Your goal
Provide only the number of lines in the records below that contain "DefaultDicomObject".

[[ Given records, beginning ]]

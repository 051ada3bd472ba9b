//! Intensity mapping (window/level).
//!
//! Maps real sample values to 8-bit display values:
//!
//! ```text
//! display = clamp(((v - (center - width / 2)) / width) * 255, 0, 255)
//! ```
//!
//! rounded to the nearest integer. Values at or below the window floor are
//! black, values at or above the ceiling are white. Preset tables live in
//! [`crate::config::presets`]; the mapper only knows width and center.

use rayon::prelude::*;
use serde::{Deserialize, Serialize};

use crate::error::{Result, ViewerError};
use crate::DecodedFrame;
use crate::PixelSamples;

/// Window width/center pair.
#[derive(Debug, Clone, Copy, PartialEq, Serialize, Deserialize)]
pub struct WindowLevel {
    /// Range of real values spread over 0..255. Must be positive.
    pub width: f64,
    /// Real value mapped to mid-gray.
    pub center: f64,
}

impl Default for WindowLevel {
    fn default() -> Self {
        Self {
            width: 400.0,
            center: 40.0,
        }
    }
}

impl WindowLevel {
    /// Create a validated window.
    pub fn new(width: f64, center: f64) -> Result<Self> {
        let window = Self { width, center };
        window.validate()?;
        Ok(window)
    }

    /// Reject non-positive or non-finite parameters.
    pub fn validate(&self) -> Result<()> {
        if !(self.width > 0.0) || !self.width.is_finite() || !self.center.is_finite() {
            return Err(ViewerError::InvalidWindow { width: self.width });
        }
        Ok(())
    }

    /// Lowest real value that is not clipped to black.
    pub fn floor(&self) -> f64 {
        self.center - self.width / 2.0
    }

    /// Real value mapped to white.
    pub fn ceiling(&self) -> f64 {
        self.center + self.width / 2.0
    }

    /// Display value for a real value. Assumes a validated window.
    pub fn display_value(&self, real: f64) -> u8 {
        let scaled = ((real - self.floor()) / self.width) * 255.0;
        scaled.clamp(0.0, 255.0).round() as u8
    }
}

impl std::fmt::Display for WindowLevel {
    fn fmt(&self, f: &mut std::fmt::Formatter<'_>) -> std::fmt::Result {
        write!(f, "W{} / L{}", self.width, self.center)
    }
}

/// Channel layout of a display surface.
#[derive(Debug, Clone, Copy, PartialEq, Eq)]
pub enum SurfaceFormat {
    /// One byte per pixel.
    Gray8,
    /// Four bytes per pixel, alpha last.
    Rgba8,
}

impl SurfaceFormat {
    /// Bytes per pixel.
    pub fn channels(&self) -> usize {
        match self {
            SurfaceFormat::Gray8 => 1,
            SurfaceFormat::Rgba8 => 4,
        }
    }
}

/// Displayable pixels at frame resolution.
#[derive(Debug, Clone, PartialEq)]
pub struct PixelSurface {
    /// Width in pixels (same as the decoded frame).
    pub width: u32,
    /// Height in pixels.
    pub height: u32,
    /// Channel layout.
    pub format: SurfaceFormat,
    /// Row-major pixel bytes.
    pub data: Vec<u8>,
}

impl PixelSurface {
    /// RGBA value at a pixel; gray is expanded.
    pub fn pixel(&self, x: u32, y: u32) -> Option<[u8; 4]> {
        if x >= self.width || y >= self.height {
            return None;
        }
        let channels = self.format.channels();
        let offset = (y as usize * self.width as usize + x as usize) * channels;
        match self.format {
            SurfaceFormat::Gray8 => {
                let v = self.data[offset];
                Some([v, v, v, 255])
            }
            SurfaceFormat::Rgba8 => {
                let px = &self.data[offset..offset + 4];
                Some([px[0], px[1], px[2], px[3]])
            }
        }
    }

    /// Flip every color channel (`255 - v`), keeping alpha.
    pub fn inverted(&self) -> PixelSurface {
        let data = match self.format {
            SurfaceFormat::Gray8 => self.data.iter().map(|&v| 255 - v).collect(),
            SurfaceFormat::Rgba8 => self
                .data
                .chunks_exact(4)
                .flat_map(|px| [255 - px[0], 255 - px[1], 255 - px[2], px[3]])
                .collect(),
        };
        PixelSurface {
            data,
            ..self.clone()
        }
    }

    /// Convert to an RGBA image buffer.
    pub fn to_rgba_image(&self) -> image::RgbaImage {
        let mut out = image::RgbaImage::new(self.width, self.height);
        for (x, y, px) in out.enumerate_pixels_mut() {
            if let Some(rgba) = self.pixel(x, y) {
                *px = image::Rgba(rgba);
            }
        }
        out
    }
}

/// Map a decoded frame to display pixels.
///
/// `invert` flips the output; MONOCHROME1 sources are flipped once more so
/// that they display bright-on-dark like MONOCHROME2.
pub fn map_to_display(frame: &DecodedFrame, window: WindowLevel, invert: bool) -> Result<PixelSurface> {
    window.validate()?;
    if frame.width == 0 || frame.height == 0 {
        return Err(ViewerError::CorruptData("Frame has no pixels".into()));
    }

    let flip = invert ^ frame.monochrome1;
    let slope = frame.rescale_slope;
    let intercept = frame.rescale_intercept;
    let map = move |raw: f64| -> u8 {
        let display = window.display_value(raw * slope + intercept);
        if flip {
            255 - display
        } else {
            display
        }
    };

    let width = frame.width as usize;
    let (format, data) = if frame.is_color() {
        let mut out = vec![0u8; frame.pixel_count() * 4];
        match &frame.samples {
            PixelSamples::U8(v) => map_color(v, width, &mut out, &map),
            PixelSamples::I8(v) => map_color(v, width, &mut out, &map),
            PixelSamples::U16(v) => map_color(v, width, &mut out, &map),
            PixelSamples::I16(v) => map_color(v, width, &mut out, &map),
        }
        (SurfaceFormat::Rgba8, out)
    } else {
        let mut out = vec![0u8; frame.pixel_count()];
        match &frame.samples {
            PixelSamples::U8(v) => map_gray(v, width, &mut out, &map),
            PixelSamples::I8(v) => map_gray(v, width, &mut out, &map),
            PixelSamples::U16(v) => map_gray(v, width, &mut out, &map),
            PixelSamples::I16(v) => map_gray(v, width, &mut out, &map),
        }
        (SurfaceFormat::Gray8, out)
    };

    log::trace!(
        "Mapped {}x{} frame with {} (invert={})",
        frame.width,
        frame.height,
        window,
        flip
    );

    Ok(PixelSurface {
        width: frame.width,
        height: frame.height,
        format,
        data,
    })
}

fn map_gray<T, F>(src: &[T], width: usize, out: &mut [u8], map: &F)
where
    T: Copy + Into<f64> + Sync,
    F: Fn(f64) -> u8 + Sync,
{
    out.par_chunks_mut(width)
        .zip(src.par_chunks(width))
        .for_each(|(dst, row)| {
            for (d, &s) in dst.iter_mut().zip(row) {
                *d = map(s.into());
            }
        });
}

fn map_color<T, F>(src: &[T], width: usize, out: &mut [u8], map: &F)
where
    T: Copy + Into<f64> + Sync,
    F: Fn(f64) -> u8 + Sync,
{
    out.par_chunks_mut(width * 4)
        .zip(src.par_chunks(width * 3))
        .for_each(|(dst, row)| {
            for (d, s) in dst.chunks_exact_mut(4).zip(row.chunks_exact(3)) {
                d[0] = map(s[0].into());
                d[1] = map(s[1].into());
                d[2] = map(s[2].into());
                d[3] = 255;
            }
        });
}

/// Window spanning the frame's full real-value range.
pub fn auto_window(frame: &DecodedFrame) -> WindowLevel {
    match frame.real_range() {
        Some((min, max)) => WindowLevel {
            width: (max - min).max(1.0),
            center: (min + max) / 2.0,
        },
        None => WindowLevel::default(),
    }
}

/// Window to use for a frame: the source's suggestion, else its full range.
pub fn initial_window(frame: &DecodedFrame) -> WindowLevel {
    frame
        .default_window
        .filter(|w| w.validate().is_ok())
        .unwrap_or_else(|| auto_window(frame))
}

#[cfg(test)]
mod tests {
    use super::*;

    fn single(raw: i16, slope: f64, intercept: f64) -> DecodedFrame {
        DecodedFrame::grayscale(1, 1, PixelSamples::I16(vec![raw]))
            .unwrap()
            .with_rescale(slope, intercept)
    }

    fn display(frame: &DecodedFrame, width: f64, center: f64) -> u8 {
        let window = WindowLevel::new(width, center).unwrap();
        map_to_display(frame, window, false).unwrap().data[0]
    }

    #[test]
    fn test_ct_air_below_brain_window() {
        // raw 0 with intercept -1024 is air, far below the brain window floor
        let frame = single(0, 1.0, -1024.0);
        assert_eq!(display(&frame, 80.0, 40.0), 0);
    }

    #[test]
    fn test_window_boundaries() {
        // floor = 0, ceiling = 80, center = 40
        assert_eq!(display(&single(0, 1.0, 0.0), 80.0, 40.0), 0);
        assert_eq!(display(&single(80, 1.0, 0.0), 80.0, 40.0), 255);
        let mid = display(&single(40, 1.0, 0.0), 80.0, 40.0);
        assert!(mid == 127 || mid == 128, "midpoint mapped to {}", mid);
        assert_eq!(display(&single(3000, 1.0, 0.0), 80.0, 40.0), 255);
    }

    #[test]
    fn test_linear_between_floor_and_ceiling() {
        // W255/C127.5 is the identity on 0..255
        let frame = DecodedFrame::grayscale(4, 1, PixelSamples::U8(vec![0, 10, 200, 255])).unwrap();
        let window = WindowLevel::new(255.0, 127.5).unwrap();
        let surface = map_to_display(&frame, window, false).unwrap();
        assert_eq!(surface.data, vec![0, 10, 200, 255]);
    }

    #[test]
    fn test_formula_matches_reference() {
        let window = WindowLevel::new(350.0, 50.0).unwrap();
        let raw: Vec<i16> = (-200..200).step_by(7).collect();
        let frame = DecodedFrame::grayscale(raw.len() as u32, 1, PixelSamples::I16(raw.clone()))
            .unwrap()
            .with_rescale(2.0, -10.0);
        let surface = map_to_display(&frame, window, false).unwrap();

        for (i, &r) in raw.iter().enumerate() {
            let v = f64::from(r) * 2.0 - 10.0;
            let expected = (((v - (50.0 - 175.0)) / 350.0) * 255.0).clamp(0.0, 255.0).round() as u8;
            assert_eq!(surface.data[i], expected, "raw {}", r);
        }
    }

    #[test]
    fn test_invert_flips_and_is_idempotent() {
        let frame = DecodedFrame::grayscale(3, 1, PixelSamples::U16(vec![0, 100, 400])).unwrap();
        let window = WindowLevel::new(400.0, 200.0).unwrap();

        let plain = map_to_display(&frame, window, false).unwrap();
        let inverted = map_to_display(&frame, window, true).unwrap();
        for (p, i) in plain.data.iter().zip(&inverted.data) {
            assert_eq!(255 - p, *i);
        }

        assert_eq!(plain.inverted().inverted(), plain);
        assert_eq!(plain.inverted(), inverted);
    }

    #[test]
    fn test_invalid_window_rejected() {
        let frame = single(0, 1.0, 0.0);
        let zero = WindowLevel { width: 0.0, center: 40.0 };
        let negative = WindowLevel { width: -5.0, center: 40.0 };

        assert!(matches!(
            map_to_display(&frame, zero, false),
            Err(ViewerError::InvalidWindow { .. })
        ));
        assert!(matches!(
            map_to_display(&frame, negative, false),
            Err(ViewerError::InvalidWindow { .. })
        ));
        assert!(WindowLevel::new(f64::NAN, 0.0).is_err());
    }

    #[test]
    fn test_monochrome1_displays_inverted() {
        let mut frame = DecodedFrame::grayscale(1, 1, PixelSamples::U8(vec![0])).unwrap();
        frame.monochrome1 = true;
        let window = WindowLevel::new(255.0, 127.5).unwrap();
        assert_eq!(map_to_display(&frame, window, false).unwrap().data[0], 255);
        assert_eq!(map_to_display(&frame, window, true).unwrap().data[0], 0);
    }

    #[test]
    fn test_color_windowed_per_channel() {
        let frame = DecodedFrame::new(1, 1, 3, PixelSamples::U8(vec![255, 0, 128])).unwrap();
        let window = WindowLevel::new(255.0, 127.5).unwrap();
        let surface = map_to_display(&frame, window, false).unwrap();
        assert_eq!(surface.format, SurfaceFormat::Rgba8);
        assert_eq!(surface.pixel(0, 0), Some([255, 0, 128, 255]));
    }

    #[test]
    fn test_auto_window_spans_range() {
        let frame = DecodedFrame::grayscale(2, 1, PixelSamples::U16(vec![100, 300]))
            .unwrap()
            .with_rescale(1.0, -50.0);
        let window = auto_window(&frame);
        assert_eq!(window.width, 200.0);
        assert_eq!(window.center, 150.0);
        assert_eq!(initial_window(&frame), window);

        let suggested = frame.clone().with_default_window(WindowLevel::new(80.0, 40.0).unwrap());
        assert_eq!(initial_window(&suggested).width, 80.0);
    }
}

[[ Given records, end ]]
[[ Given records, beginning ]]

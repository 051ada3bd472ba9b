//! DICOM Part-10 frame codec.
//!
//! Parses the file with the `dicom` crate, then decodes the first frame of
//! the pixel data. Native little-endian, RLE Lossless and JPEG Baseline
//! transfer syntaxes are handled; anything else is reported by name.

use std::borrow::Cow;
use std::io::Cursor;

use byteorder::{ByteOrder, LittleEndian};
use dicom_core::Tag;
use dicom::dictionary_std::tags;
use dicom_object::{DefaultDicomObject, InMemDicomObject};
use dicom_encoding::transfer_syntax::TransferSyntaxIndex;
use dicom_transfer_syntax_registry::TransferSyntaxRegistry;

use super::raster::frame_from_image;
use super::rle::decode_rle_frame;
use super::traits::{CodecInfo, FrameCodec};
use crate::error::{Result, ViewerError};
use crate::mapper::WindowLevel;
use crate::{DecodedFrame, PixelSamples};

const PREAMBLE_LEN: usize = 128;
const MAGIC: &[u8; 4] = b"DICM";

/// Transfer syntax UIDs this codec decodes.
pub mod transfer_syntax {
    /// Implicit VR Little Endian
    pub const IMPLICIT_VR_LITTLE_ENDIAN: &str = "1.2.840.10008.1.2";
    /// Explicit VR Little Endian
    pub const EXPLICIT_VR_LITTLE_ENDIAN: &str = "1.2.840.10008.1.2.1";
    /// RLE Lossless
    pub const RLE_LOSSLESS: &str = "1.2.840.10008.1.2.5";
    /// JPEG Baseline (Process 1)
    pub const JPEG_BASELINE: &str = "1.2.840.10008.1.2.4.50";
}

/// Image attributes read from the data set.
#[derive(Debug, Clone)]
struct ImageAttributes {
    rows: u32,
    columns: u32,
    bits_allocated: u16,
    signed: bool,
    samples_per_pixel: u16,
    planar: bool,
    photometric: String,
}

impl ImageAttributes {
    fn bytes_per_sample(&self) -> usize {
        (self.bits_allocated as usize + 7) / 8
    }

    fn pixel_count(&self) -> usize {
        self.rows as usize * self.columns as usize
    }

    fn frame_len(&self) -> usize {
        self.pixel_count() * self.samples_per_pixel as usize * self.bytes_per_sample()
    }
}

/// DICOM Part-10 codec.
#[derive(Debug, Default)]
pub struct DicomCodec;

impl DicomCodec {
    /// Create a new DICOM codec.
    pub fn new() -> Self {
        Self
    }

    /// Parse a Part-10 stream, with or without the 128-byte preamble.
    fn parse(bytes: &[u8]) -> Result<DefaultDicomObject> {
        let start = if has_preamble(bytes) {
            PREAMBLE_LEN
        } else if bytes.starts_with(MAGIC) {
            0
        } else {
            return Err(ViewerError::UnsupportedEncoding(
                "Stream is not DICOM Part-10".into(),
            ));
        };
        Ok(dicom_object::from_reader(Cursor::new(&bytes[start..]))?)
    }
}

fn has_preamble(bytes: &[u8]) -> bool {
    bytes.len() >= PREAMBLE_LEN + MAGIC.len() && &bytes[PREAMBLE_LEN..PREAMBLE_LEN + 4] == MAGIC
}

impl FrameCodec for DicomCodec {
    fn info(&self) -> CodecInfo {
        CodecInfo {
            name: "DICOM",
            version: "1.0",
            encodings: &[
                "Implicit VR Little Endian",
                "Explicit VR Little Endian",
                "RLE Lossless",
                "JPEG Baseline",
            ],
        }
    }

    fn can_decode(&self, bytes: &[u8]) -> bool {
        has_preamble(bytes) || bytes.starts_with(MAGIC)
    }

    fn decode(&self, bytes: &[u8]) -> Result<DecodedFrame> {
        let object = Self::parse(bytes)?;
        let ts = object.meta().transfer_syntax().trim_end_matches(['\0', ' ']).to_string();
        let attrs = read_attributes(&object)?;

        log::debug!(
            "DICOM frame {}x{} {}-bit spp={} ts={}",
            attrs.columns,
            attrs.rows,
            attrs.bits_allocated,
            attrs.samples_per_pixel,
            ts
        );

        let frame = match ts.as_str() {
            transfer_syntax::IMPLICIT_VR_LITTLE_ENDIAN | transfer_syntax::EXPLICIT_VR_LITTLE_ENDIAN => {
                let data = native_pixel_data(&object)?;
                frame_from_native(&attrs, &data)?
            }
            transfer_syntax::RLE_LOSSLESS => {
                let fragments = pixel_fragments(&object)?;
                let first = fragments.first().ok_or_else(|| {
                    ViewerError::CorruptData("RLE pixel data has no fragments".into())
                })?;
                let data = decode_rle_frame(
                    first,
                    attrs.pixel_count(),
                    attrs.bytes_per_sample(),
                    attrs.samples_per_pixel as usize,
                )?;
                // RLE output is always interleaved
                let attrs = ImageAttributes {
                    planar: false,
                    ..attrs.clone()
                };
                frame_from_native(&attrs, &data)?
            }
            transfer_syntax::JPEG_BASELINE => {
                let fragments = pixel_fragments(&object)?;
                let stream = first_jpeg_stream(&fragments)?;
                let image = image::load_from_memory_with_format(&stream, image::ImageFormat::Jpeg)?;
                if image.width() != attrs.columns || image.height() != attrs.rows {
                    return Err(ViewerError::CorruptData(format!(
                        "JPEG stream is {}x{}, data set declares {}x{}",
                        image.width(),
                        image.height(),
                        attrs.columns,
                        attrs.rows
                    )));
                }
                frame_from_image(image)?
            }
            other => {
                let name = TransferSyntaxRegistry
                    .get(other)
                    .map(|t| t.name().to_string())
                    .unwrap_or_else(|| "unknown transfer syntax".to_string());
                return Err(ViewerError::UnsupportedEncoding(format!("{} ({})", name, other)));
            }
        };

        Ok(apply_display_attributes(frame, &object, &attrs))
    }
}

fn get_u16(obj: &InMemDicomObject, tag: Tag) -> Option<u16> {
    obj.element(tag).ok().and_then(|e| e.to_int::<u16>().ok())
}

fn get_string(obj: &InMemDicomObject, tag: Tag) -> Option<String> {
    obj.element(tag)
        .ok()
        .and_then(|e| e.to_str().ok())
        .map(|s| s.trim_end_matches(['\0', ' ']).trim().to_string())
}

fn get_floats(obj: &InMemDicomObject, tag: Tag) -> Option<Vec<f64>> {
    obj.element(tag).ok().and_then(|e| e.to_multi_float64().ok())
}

[[ Given records, end ]]

Result of the exercise
2